* Work to be completed
Every line in the data below that has the word "upgrade" should be returned.

*** Opening Data for review ***

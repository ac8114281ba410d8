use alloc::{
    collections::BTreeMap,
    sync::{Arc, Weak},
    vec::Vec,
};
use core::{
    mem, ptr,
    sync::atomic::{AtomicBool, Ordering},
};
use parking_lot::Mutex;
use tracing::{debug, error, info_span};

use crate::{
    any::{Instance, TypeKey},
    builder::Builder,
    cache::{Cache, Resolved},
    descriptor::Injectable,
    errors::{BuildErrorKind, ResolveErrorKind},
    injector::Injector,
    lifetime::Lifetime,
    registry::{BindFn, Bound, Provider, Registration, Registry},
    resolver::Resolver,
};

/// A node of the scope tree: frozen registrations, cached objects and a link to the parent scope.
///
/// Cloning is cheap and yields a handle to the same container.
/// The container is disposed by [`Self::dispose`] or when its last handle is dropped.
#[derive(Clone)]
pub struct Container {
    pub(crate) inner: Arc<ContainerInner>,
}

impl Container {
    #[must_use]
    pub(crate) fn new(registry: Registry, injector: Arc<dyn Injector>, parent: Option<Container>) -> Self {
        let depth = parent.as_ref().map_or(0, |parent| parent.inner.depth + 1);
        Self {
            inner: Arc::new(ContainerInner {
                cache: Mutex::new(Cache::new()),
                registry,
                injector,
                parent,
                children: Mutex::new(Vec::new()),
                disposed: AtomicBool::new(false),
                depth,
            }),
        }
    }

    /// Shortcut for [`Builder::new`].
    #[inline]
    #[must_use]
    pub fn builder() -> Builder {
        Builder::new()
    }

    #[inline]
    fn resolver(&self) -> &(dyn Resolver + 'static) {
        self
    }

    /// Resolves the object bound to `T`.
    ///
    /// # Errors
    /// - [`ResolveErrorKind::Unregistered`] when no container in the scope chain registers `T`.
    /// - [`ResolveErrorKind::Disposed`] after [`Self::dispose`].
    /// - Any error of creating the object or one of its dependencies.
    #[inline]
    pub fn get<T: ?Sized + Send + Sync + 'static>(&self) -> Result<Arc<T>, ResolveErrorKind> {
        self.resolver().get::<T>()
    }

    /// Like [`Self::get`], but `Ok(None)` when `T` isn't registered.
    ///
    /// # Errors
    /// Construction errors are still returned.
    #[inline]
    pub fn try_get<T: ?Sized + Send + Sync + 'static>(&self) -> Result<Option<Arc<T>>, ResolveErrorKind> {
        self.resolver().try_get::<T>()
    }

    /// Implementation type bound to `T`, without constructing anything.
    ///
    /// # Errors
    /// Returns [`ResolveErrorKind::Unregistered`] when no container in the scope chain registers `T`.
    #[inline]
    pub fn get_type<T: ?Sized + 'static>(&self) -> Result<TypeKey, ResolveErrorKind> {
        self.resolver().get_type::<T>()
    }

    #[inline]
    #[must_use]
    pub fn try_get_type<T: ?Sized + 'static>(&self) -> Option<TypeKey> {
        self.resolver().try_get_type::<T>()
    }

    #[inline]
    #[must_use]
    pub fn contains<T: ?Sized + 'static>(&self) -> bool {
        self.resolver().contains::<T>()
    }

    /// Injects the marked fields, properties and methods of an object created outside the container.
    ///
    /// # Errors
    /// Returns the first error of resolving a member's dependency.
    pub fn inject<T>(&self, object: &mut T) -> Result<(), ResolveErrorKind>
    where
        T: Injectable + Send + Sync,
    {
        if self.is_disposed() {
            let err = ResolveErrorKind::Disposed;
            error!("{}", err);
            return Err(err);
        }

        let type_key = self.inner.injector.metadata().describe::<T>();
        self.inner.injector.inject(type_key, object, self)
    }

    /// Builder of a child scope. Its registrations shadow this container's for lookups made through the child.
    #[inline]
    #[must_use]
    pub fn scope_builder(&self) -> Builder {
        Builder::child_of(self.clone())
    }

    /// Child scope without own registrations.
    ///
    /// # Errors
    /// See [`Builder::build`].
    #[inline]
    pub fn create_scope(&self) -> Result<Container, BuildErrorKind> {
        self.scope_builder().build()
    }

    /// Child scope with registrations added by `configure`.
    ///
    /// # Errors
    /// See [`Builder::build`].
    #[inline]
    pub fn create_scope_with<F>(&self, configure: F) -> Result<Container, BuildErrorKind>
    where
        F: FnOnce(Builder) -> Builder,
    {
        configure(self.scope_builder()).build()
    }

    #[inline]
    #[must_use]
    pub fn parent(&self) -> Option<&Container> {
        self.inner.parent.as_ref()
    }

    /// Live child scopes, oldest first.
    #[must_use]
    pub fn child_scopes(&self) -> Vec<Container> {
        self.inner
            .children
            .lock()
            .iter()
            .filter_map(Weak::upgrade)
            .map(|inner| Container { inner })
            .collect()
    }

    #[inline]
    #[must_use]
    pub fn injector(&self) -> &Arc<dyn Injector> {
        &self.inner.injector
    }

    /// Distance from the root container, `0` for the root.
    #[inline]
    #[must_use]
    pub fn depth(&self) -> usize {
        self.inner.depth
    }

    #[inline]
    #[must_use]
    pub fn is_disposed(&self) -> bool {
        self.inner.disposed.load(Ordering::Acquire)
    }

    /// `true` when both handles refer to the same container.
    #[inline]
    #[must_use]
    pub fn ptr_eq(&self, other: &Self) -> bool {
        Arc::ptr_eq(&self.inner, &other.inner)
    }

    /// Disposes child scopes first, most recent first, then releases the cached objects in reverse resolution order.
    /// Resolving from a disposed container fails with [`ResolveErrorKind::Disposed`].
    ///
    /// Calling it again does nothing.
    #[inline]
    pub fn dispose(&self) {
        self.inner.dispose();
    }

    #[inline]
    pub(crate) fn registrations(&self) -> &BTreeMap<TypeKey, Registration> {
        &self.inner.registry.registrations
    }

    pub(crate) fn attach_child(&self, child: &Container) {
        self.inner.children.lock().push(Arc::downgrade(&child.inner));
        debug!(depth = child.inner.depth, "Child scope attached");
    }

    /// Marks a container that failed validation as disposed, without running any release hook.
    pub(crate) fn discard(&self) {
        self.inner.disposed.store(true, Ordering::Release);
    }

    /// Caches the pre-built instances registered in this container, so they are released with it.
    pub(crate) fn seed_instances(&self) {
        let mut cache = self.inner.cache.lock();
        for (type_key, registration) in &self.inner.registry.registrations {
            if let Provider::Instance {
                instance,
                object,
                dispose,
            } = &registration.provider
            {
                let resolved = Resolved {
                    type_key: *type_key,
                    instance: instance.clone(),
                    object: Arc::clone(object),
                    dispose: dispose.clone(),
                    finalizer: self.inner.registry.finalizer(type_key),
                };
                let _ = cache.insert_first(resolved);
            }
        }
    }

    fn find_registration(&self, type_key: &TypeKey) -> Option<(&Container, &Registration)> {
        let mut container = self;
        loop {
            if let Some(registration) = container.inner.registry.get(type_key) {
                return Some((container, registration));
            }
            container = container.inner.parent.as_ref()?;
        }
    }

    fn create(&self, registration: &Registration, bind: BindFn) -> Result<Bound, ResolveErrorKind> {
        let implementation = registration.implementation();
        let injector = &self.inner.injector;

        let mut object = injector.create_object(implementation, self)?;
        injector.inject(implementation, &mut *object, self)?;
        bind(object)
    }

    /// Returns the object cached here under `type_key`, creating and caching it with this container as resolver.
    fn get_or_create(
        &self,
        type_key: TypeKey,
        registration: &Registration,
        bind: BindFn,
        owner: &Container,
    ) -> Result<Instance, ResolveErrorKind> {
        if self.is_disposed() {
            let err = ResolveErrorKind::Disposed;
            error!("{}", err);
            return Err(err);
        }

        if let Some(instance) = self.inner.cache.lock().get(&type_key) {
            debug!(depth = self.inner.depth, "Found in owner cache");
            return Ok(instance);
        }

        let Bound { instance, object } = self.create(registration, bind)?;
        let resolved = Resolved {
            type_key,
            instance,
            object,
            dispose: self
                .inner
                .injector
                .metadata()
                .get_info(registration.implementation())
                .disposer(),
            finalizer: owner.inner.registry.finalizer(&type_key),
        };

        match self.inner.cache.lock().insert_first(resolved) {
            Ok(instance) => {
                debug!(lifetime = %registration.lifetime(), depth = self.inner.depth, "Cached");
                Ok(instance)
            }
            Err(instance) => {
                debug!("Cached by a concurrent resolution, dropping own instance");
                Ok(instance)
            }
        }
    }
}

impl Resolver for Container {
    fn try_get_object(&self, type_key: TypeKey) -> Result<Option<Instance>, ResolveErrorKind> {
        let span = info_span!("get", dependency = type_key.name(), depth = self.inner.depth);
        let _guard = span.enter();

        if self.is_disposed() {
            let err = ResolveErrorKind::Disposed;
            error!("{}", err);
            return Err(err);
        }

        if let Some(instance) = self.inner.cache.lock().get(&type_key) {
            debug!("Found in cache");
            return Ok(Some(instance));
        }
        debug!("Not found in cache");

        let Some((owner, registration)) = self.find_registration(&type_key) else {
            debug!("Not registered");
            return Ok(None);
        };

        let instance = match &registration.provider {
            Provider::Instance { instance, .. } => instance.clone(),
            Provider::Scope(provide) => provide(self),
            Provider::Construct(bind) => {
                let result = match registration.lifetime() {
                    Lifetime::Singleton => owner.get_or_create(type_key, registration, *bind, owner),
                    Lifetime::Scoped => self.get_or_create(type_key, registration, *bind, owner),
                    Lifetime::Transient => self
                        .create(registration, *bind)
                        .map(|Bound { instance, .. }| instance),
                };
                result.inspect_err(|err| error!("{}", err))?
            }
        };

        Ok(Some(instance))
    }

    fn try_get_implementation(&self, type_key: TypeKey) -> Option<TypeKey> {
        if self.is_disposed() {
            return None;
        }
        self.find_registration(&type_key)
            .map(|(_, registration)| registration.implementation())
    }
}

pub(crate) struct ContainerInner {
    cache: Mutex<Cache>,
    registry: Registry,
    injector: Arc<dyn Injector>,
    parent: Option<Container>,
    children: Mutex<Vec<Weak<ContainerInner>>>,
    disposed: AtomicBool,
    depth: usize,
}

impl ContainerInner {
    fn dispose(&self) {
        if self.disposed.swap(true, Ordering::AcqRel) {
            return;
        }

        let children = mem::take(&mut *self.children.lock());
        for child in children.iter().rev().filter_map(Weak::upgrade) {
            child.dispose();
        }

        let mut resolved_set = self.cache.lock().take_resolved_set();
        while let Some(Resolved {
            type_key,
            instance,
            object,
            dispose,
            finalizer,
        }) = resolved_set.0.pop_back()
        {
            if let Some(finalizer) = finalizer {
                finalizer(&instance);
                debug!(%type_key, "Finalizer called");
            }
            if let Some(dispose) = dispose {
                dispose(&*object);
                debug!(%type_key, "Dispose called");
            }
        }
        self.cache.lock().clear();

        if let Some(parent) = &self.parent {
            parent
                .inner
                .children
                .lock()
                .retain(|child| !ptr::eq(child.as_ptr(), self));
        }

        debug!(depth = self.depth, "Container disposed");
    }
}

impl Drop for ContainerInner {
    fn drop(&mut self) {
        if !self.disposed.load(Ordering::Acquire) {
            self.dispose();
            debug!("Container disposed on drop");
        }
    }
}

*** Closing Data for review ***

* Output
            .filter_map(Weak::upgrade)
        for child in children.iter().rev().filter_map(Weak::upgrade) {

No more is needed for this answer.